It’s a typical night at Manhattan alt-rock club Irving Plaza. A packed room anxiously awaits the latest MTV Buzz Bin sensations, whose current single and album have been climbing the charts. Finally they emerge, pick up their instruments, and launch into…a shuffling trad jazz number straight out of a 1920s ballroom, complete with banjo, violin, and an assortment of horns. The crowd erupts at the song’s first line: ”If it’s good enough for Granddad, it’s good enough for me.”

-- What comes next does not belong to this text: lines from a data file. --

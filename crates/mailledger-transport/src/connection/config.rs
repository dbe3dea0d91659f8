//! Connection configuration types.

use std::sync::Arc;
use std::time::Duration;

/// Default size of a single read from the input channel.
pub const DEFAULT_READ_CHUNK_SIZE: usize = 8192;

/// Default number of reads a single drain may perform.
pub const DEFAULT_MAX_READS_PER_DRAIN: usize = 64;

/// Default capacity of each event broadcast channel.
pub const DEFAULT_EVENT_CAPACITY: usize = 256;

/// Connection security mode.
#[derive(Debug, Clone, Copy, PartialEq, Eq, Default)]
pub enum Security {
    /// No encryption. **Not recommended for production.**
    None,
    /// TLS from the start. **Recommended.**
    #[default]
    Implicit,
}

impl Security {
    /// Maps a "use TLS" flag to a security mode.
    #[must_use]
    pub const fn from_tls(use_tls: bool) -> Self {
        if use_tls { Self::Implicit } else { Self::None }
    }

    /// Returns the default IMAP port for this security mode.
    #[must_use]
    pub const fn default_port(self) -> u16 {
        match self {
            Self::None => 143,
            Self::Implicit => 993,
        }
    }

    /// Returns true if the mode negotiates TLS.
    #[must_use]
    pub const fn is_tls(self) -> bool {
        matches!(self, Self::Implicit)
    }
}

/// Endpoint configuration for one connect request.
#[derive(Debug, Clone)]
pub struct Config {
    /// Server hostname.
    pub host: String,
    /// Server port.
    pub port: u16,
    /// Security mode.
    pub security: Security,
    /// Time allowed for TCP connect plus TLS handshake.
    pub connect_timeout: Duration,
}

impl Config {
    /// Creates a new configuration with implicit TLS on port 993.
    #[must_use]
    pub fn new(host: impl Into<String>) -> Self {
        Self::builder(host).build()
    }

    /// Creates a configuration builder.
    #[must_use]
    pub fn builder(host: impl Into<String>) -> ConfigBuilder {
        ConfigBuilder::new(host)
    }
}

/// Builder for endpoint configuration.
#[derive(Debug, Clone)]
pub struct ConfigBuilder {
    host: String,
    port: Option<u16>,
    security: Security,
    connect_timeout: Duration,
}

impl ConfigBuilder {
    /// Creates a new builder with the given hostname.
    #[must_use]
    pub fn new(host: impl Into<String>) -> Self {
        Self {
            host: host.into(),
            port: None,
            security: Security::Implicit,
            connect_timeout: Duration::from_secs(30),
        }
    }

    /// Sets the port.
    #[must_use]
    pub const fn port(mut self, port: u16) -> Self {
        self.port = Some(port);
        self
    }

    /// Sets the security mode.
    #[must_use]
    pub const fn security(mut self, security: Security) -> Self {
        self.security = security;
        self
    }

    /// Sets the connection timeout.
    #[must_use]
    pub const fn connect_timeout(mut self, timeout: Duration) -> Self {
        self.connect_timeout = timeout;
        self
    }

    /// Builds the configuration.
    #[must_use]
    pub fn build(self) -> Config {
        Config {
            host: self.host,
            port: self.port.unwrap_or_else(|| self.security.default_port()),
            security: self.security,
            connect_timeout: self.connect_timeout,
        }
    }
}

/// Settings shared by every session of one [`Connection`](crate::Connection).
///
/// These are fixed when the connection object is created.
#[derive(Debug, Clone)]
pub struct TransportConfig {
    /// Bytes requested from the input channel per read.
    pub read_chunk_size: usize,
    /// Upper bound on reads per readiness notification. Anything still
    /// buffered in the socket is picked up by the next notification.
    pub max_reads_per_drain: usize,
    /// Capacity of each broadcast channel. Subscribers that fall further
    /// behind observe `RecvError::Lagged`.
    pub event_capacity: usize,
    /// TLS client configuration. `None` uses the bundled webpki roots.
    pub tls: Option<Arc<rustls::ClientConfig>>,
}

impl TransportConfig {
    /// Sets the read chunk size.
    #[must_use]
    pub const fn read_chunk_size(mut self, size: usize) -> Self {
        self.read_chunk_size = size;
        self
    }

    /// Sets the per-drain read cap.
    #[must_use]
    pub const fn max_reads_per_drain(mut self, reads: usize) -> Self {
        self.max_reads_per_drain = reads;
        self
    }

    /// Sets the broadcast channel capacity.
    #[must_use]
    pub const fn event_capacity(mut self, capacity: usize) -> Self {
        self.event_capacity = capacity;
        self
    }

    /// Uses a custom TLS client configuration (private CA, pinned roots).
    #[must_use]
    pub fn tls_config(mut self, config: Arc<rustls::ClientConfig>) -> Self {
        self.tls = Some(config);
        self
    }
}

impl Default for TransportConfig {
    fn default() -> Self {
        Self {
            read_chunk_size: DEFAULT_READ_CHUNK_SIZE,
            max_reads_per_drain: DEFAULT_MAX_READS_PER_DRAIN,
            event_capacity: DEFAULT_EVENT_CAPACITY,
            tls: None,
        }
    }
}
//! Constant-product (`x * y = k`) pool math for a synthetic HTR/USDT pair.

use crate::model::scenario::PoolBalances;

/// Seed a pool with `value_usd` on each side at `htr_price`.
pub fn seed_balances(value_usd: f64, htr_price: f64) -> PoolBalances {
    PoolBalances {
        usdt: value_usd,
        htr: value_usd / htr_price,
    }
}

pub fn invariant(balances: &PoolBalances) -> f64 {
    balances.usdt * balances.htr
}

/// Re-solve the pool legs for a new HTR price while holding `k` fixed.
///
/// Arbitrage pushes the pool to `usdt / htr = price`, which together with
/// `usdt * htr = k` gives `htr = sqrt(k / price)`.
pub fn rebalance(k: f64, htr_price: f64) -> PoolBalances {
    let htr = (k / htr_price).sqrt();
    PoolBalances { usdt: k / htr, htr }
}

/// USD value of both legs at `htr_price`.
pub fn position_value(balances: &PoolBalances, htr_price: f64) -> f64 {
    balances.usdt + balances.htr * htr_price
}

/// USD shortfall of the stable leg against the original deposit value.
pub fn impermanent_loss_deficit(deposit_usd: f64, new_usdt: f64) -> f64 {
    (deposit_usd - new_usdt).max(0.0)
}
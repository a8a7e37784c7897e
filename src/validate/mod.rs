mod position;
mod prices;

use std::path::Path;

use thiserror::Error;

use crate::model::{CalculatorConfig, Currency};

#[derive(Debug, Error)]
pub enum ValidationError {
    #[error("IO error: {0}")]
    Io(#[from] std::io::Error),

    #[error("JSON parse error: {0}")]
    Json(#[from] serde_json::Error),

    #[error("Price for {currency} must be a positive finite number, got {value}")]
    InvalidPrice { currency: Currency, value: f64 },

    #[error("Stablecoin {currency} is priced at {value}, expected close to 1.0")]
    StablecoinDepeg { currency: Currency, value: f64 },

    #[error("Deposit currency {0} is not supported (expected BTC, ETH, USDC or USDT)")]
    UnsupportedCurrency(Currency),

    #[error("Deposit amount must be a positive finite number, got {0}")]
    InvalidAmount(f64),

    #[error("Hold period must be at least one month")]
    ZeroHoldPeriod,

    #[error("Bonus value must be a non-negative finite number, got {0}")]
    InvalidBonus(f64),

    #[error("DEX fee must be a non-negative finite number of basis points, got {0}")]
    InvalidDexFee(f64),
}

/// Load and fully validate a calculator config from a JSON file.
pub fn load_and_validate(path: &Path) -> Result<CalculatorConfig, Vec<ValidationError>> {
    let contents = std::fs::read_to_string(path).map_err(|e| vec![ValidationError::Io(e)])?;
    let config: CalculatorConfig =
        serde_json::from_str(&contents).map_err(|e| vec![ValidationError::Json(e)])?;
    validate(&config)?;
    Ok(config)
}

/// Validate a config, collecting all errors.
pub fn validate(config: &CalculatorConfig) -> Result<(), Vec<ValidationError>> {
    let mut errors = Vec::new();

    errors.extend(prices::check_prices(&config.prices));
    errors.extend(position::check_deposit(&config.deposit));
    errors.extend(position::check_pool(&config.pool));

    if errors.is_empty() {
        Ok(())
    } else {
        Err(errors)
    }
}

/// Fold a list of validation errors into a single `anyhow` error.
pub fn into_anyhow(errors: Vec<ValidationError>) -> anyhow::Error {
    let msgs: Vec<String> = errors.iter().map(|e| e.to_string()).collect();
    anyhow::anyhow!("Config validation failed:\n  {}", msgs.join("\n  "))
}

/// CLI entry point for the `validate` subcommand.
pub fn run(path: &Path) -> anyhow::Result<()> {
    match load_and_validate(path) {
        Ok(config) => {
            println!(
                "Config '{}' is valid. Deposit worth ${:.2}.",
                config.label(),
                config.prices.to_usd(config.deposit.amount, config.deposit.currency)
            );
            Ok(())
        }
        Err(errors) => {
            eprintln!("Validation failed with {} error(s):", errors.len());
            for (i, e) in errors.iter().enumerate() {
                eprintln!("  {}. {}", i + 1, e);
            }
            std::process::exit(1);
        }
    }
}
use std::io::Write;

use anyhow::Result;
use serde::Serialize;

use crate::model::ScenarioResult;

/// One flat CSV row per scenario, suitable for charting.
#[derive(Debug, Serialize)]
pub struct ScenarioCsvRow {
    pub price_change_pct: f64,
    pub end_htr_price: f64,
    pub new_usdt: f64,
    pub new_htr: f64,
    pub usdt_deficit: f64,
    pub htr_il_protection: f64,
    pub lp_value_usd: f64,
    pub lp_value_original: f64,
    pub hodl_bonus: f64,
    pub sell_bonus: f64,
    pub final_hodl: f64,
    pub final_sell: f64,
    pub pct_lp_only: f64,
    pub pct_hodl: f64,
    pub pct_sell: f64,
}

impl From<&ScenarioResult> for ScenarioCsvRow {
    fn from(r: &ScenarioResult) -> Self {
        Self {
            price_change_pct: r.price_change_pct,
            end_htr_price: r.end_price.htr_price,
            new_usdt: r.new_balances.usdt,
            new_htr: r.new_balances.htr,
            usdt_deficit: r.usdt_deficit,
            htr_il_protection: r.htr_il_protection,
            lp_value_usd: r.lp_value.usd,
            lp_value_original: r.lp_value.original_currency,
            hodl_bonus: r.plus_bonus.hodl,
            sell_bonus: r.plus_bonus.sell,
            final_hodl: r.final_value.hodl,
            final_sell: r.final_value.sell,
            pct_lp_only: r.pct_change.lp_only,
            pct_hodl: r.pct_change.hodl,
            pct_sell: r.pct_change.sell,
        }
    }
}

pub fn write_csv<W: Write>(out: W, results: &[ScenarioResult]) -> Result<()> {
    let mut writer = csv::Writer::from_writer(out);
    for r in results {
        writer.serialize(ScenarioCsvRow::from(r))?;
    }
    writer.flush()?;
    Ok(())
}
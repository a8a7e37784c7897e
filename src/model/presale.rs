use chrono::{DateTime, TimeDelta, Utc};
use serde::{Deserialize, Serialize};

/// Fixed presale schedule: the price steps linearly from `start_price` to
/// `end_price` once every `step_hours` between the two dates.
#[derive(Debug, Clone, Copy, PartialEq, Serialize, Deserialize)]
pub struct PresaleWindow {
    pub start_date: DateTime<Utc>,
    pub end_date: DateTime<Utc>,
    pub start_price: f64,
    pub end_price: f64,
    pub step_hours: u32,
}

impl PresaleWindow {
    pub fn step(&self) -> TimeDelta {
        TimeDelta::hours(i64::from(self.step_hours))
    }
}

/// Where `now` sits relative to the presale window.
#[derive(Debug, Clone, Copy, PartialEq, Eq, Serialize, Deserialize)]
#[serde(rename_all = "snake_case")]
pub enum PresalePhase {
    NotStarted,
    Active,
    Ended,
}

/// Remaining time split into display units.
#[derive(Debug, Clone, Copy, Default, PartialEq, Eq, Serialize, Deserialize)]
pub struct Countdown {
    pub days: u64,
    pub hours: u64,
    pub minutes: u64,
    pub seconds: u64,
}

impl Countdown {
    pub const ZERO: Countdown = Countdown {
        days: 0,
        hours: 0,
        minutes: 0,
        seconds: 0,
    };

    /// Split a time span into whole days, hours, minutes and seconds.
    /// Negative spans count as zero; sub-second remainders are dropped.
    pub fn from_delta(delta: TimeDelta) -> Self {
        let secs = delta.num_seconds().max(0) as u64;
        Self {
            days: secs / 86_400,
            hours: (secs % 86_400) / 3_600,
            minutes: (secs % 3_600) / 60,
            seconds: secs % 60,
        }
    }

    /// Saturates at `u64::MAX` for hand-built countdowns too large to sum.
    pub fn total_seconds(&self) -> u64 {
        self.days
            .saturating_mul(86_400)
            .saturating_add(self.hours.saturating_mul(3_600))
            .saturating_add(self.minutes.saturating_mul(60))
            .saturating_add(self.seconds)
    }

    pub fn is_zero(&self) -> bool {
        self.days == 0 && self.hours == 0 && self.minutes == 0 && self.seconds == 0
    }
}

/// Presale price at a given instant.
#[derive(Debug, Clone, Copy, PartialEq, Serialize, Deserialize)]
pub struct PricePoint {
    pub price: f64,
    pub next_step_at: DateTime<Utc>,
    pub countdown: Countdown,
    pub phase: PresalePhase,
}

/// Shape consumed by countdown widgets.
#[derive(Debug, Clone, Copy, PartialEq, Serialize, Deserialize)]
pub struct PresalePrice {
    pub current_price: f64,
    pub time_until_next_step: Countdown,
    pub next_step_date: DateTime<Utc>,
}

impl From<PricePoint> for PresalePrice {
    fn from(point: PricePoint) -> Self {
        Self {
            current_price: point.price,
            time_until_next_step: point.countdown,
            next_step_date: point.next_step_at,
        }
    }
}
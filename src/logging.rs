use tracing_subscriber::EnvFilter;

/// Env var holding a `tracing` filter directive, e.g. `oasis_calc=debug`.
pub const LOG_ENV: &str = "OASIS_CALC_LOG";

/// Install the stderr subscriber. `OASIS_CALC_LOG` wins over `--verbose`.
pub fn init(verbose: bool) {
    let default_directive = if verbose { "debug" } else { "warn" };
    let filter = EnvFilter::try_from_env(LOG_ENV).unwrap_or_else(|_| EnvFilter::new(default_directive));

    tracing_subscriber::fmt()
        .with_env_filter(filter)
        .with_writer(std::io::stderr)
        .with_target(false)
        .init();
}
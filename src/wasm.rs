use wasm_bindgen::prelude::*;

use crate::model::{CalculatorConfig, Countdown};
use crate::{presale, validate};

fn error_json(msg: String) -> String {
    serde_json::json!({ "error": msg }).to_string()
}

fn parse_config(json: &str) -> Result<CalculatorConfig, String> {
    let config: CalculatorConfig =
        serde_json::from_str(json).map_err(|e| format!("JSON parse error: {}", e))?;
    validate::validate(&config).map_err(|errors| {
        errors
            .iter()
            .map(|e| e.to_string())
            .collect::<Vec<_>>()
            .join("; ")
    })?;
    Ok(config)
}

#[wasm_bindgen]
pub fn validate_config_json(json: &str) -> String {
    let config: CalculatorConfig = match serde_json::from_str(json) {
        Ok(c) => c,
        Err(e) => {
            return serde_json::json!({
                "valid": false,
                "errors": [format!("JSON parse error: {}", e)]
            })
            .to_string();
        }
    };
    match validate::validate(&config) {
        Ok(()) => serde_json::json!({ "valid": true }).to_string(),
        Err(errors) => {
            let error_strings: Vec<String> = errors.iter().map(|e| e.to_string()).collect();
            serde_json::json!({
                "valid": false,
                "errors": error_strings
            })
            .to_string()
        }
    }
}

#[wasm_bindgen]
pub fn compute_scenario_json(config_json: &str, htr_price_change_pct: f64) -> String {
    let result = parse_config(config_json).and_then(|config| {
        config
            .calculator()
            .and_then(|calc| calc.calculate_position(htr_price_change_pct))
            .map_err(|e| e.to_string())
    });
    match result {
        Ok(scenario) => serde_json::to_string(&scenario)
            .unwrap_or_else(|e| error_json(format!("Serialization error: {}", e))),
        Err(msg) => error_json(msg),
    }
}

#[wasm_bindgen]
pub fn generate_analysis_json(config_json: &str, min_change: f64, max_change: f64, step: f64) -> String {
    let result = parse_config(config_json).and_then(|config| {
        let calc = config.calculator().map_err(|e| e.to_string())?;
        let scenarios: Vec<_> = calc
            .generate_analysis(min_change, max_change, step)
            .map_err(|e| e.to_string())?
            .collect();
        Ok(scenarios)
    });
    match result {
        Ok(scenarios) => serde_json::to_string(&scenarios)
            .unwrap_or_else(|e| error_json(format!("Serialization error: {}", e))),
        Err(msg) => error_json(msg),
    }
}

/// Presale price under the default schedule at `now_ms` (unix millis), as
/// `{ current_price, time_until_next_step, next_step_date }`.
#[wasm_bindgen]
pub fn presale_price_json(now_ms: f64) -> String {
    match presale::presale_price_at_millis(now_ms) {
        Ok(price) => serde_json::to_string(&price)
            .unwrap_or_else(|e| error_json(format!("Serialization error: {}", e))),
        Err(e) => error_json(e.to_string()),
    }
}

/// Display text such as `"2d 04:05:06"`.
#[wasm_bindgen]
pub fn format_countdown_js(days: u32, hours: u32, minutes: u32, seconds: u32) -> String {
    presale::format_countdown(&Countdown {
        days: days.into(),
        hours: hours.into(),
        minutes: minutes.into(),
        seconds: seconds.into(),
    })
}

#[wasm_bindgen]
pub fn get_schema() -> String {
    crate::schema::get_schema_json()
}
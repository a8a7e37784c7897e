use serde::{Deserialize, Serialize};

use super::currency::Currency;

/// The deposit a scenario was computed for.
#[derive(Debug, Clone, Copy, PartialEq, Serialize, Deserialize)]
pub struct InputCurrency {
    pub currency: Currency,
    pub amount: f64,
    pub usd_value: f64,
}

#[derive(Debug, Clone, Copy, PartialEq, Serialize, Deserialize)]
pub struct EndPrice {
    pub htr_price: f64,
}

/// The two legs of the synthetic HTR/USDT pool.
#[derive(Debug, Clone, Copy, PartialEq, Serialize, Deserialize)]
pub struct PoolBalances {
    pub usdt: f64,
    pub htr: f64,
}

/// Value withdrawn from the pool.
#[derive(Debug, Clone, Copy, PartialEq, Serialize, Deserialize)]
pub struct LpValue {
    pub usd: f64,
    /// `usd` expressed in the deposit currency.
    pub original_currency: f64,
}

/// A value under both bonus strategies.
#[derive(Debug, Clone, Copy, PartialEq, Serialize, Deserialize)]
pub struct StrategyValues {
    /// Bonus kept in HTR and exposed to the price move.
    pub hodl: f64,
    /// Bonus sold at scenario start.
    pub sell: f64,
}

/// Percentage change against the deposit's USD value.
#[derive(Debug, Clone, Copy, PartialEq, Serialize, Deserialize)]
pub struct PercentChange {
    pub lp_only: f64,
    pub hodl: f64,
    pub sell: f64,
}

/// Outcome of one hypothetical HTR price move.
#[derive(Debug, Clone, PartialEq, Serialize, Deserialize)]
pub struct ScenarioResult {
    pub price_change_pct: f64,
    pub hold_period_months: u32,
    pub input_currency: InputCurrency,
    pub end_price: EndPrice,
    pub starting_balances: PoolBalances,
    pub new_balances: PoolBalances,
    pub usdt_dex_fees: f64,
    /// Impermanent-loss magnitude in USD.
    pub usdt_deficit: f64,
    /// `usdt_deficit` in HTR at the ending price.
    pub htr_il_protection: f64,
    pub lp_value: LpValue,
    pub plus_bonus: StrategyValues,
    pub final_value: StrategyValues,
    pub pct_change: PercentChange,
}
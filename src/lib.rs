pub mod analysis;
pub mod calc;
pub mod example;
pub mod model;
pub mod presale;
pub mod schema;
pub mod validate;
#[cfg(feature = "wasm")]
pub mod wasm;

pub use calc::{CalcError, PairReturnCalculator, compute_scenario, generate_analysis};
pub use presale::{PresaleClock, PresaleError, format_countdown, presale_price};
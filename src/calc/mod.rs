pub mod amm;
mod calculator;
mod error;
mod sweep;

pub use calculator::PairReturnCalculator;
pub use error::CalcError;
pub use sweep::{Analysis, MAX_ANALYSIS_POINTS};

use crate::model::{Deposit, PoolConfig, PriceBasket, ScenarioResult};

/// One-shot scenario without keeping a calculator around.
pub fn compute_scenario(
    prices: PriceBasket,
    deposit: Deposit,
    pool: PoolConfig,
    htr_price_change_pct: f64,
) -> Result<ScenarioResult, CalcError> {
    PairReturnCalculator::new(prices, deposit, pool)?.calculate_position(htr_price_change_pct)
}

/// Every scenario from `min_change` to `max_change` (inclusive) in `step`
/// percentage-point increments.
pub fn generate_analysis(
    prices: PriceBasket,
    deposit: Deposit,
    pool: PoolConfig,
    min_change: f64,
    max_change: f64,
    step: f64,
) -> Result<Vec<ScenarioResult>, CalcError> {
    let calculator = PairReturnCalculator::new(prices, deposit, pool)?;
    Ok(calculator.generate_analysis(min_change, max_change, step)?.collect())
}
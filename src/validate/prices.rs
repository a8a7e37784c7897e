use crate::model::{Currency, PriceBasket};

use super::ValidationError;

/// How far a stablecoin may drift from $1 before a config is rejected. The
/// calculator itself accepts any positive price.
const MAX_STABLECOIN_DEVIATION: f64 = 0.10;

pub fn check_prices(prices: &PriceBasket) -> Vec<ValidationError> {
    let mut errors = Vec::new();

    for (currency, value) in prices.entries() {
        if !value.is_finite() || value <= 0.0 {
            errors.push(ValidationError::InvalidPrice { currency, value });
            continue;
        }
        if matches!(currency, Currency::Usdc | Currency::Usdt)
            && (value - 1.0).abs() > MAX_STABLECOIN_DEVIATION
        {
            errors.push(ValidationError::StablecoinDepeg { currency, value });
        }
    }

    errors
}
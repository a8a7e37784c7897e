use crate::model::{Deposit, PoolConfig};

use super::ValidationError;

pub fn check_deposit(deposit: &Deposit) -> Vec<ValidationError> {
    let mut errors = Vec::new();

    if !deposit.currency.is_depositable() {
        errors.push(ValidationError::UnsupportedCurrency(deposit.currency));
    }
    if !deposit.amount.is_finite() || deposit.amount <= 0.0 {
        errors.push(ValidationError::InvalidAmount(deposit.amount));
    }

    errors
}

pub fn check_pool(pool: &PoolConfig) -> Vec<ValidationError> {
    let mut errors = Vec::new();

    if pool.hold_period_months == 0 {
        errors.push(ValidationError::ZeroHoldPeriod);
    }
    if !pool.bonus_value_usd.is_finite() || pool.bonus_value_usd < 0.0 {
        errors.push(ValidationError::InvalidBonus(pool.bonus_value_usd));
    }
    if !pool.dex_fees_bps.is_finite() || pool.dex_fees_bps < 0.0 {
        errors.push(ValidationError::InvalidDexFee(pool.dex_fees_bps));
    }

    errors
}
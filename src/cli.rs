use clap::{Parser, Subcommand};
use std::path::PathBuf;

use oasis_calc::analysis::OutputFormat;
use oasis_calc::model::Currency;

/// Liquidity return calculator for single-sided HTR pools, plus the
/// presale price clock.
#[derive(Parser)]
#[command(name = "oasis-calc", version, about)]
pub struct Cli {
    /// Print debug diagnostics to stderr (overridden by OASIS_CALC_LOG)
    #[arg(long, short = 'v', global = true)]
    pub verbose: bool,

    #[command(subcommand)]
    pub command: Command,
}

#[derive(Subcommand)]
pub enum Command {
    /// Compute the outcome of a single HTR price move
    Scenario {
        /// Path to the calculator config JSON (default: built-in example)
        file: Option<PathBuf>,

        /// HTR price change in percent (e.g. -90, 0, 150)
        #[arg(long, allow_hyphen_values = true)]
        change: f64,

        /// Override the deposit amount from the config
        #[arg(long)]
        amount: Option<f64>,

        /// Override the deposit currency (BTC, ETH, USDC, USDT)
        #[arg(long)]
        currency: Option<Currency>,

        /// Print the full result as JSON
        #[arg(long)]
        json: bool,
    },

    /// Sweep a range of HTR price moves
    Analysis {
        /// Path to the calculator config JSON (default: built-in example)
        file: Option<PathBuf>,

        /// Lowest HTR price change in percent (must be above -100)
        #[arg(long, default_value = "-90", allow_hyphen_values = true)]
        min: f64,

        /// Highest HTR price change in percent
        #[arg(long, default_value = "200", allow_hyphen_values = true)]
        max: f64,

        /// Step between scenarios in percentage points
        #[arg(long, default_value = "10")]
        step: f64,

        /// Override the deposit amount from the config
        #[arg(long)]
        amount: Option<f64>,

        /// Override the deposit currency (BTC, ETH, USDC, USDT)
        #[arg(long)]
        currency: Option<Currency>,

        /// Output format: table (default), json, or csv
        #[arg(long, default_value = "table")]
        format: OutputFormat,

        /// Write json/csv output to this file instead of stdout
        #[arg(long, short = 'o')]
        output: Option<PathBuf>,
    },

    /// Show the current presale price and countdown to the next step
    Presale {
        /// Evaluate at this instant (RFC 3339) instead of now
        #[arg(long)]
        at: Option<String>,

        /// Presale window JSON (default: built-in schedule)
        #[arg(long)]
        window: Option<PathBuf>,

        /// Print the price point as JSON
        #[arg(long)]
        json: bool,
    },

    /// Validate a calculator config JSON file
    Validate {
        /// Path to the calculator config JSON
        file: PathBuf,
    },

    /// Output the JSON schema for calculator configs
    Schema,

    /// Output an example calculator config JSON to stdout
    Example,
}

It’s good enough for North Carolina septet Squirrel Nut Zippers’ rapidly expanding audience, too. A convincing tribute to prerock sounds like swing and Dixieland jazz, the group’s latest album, Hot, is warming up America’s alt-rock airwaves. Though they’re no match for the virtuosity of Louis Armstrong’s Hot Seven or Cab Calloway’s orchestra (who is?), the Zippers — who write most of their own material — manage to capture the mood perfectly.
Even so, rock radio seems an unlikely home for music that sounds so, well, old. ”It was about time that alternative radio started playing alternative music,” says guitarist-singer-songwriter Tom Maxwell. ”The most delicious irony is that us playing this stuff based on America’s greatest contribution to 20th-century art is the alternative. That’s truly a topsy-turvy sorta situation.”
And it is a bit jarring to hear their old-fashioned hit ”Hell” next to Bush or Stone Temple Pilots. ”It’s weird,” says the Zippers’ other guitarist-singer-songwriter, Jim Mathus. ”When our song comes on it sounds so different and so out-of-date. Maybe that’s why people like it.”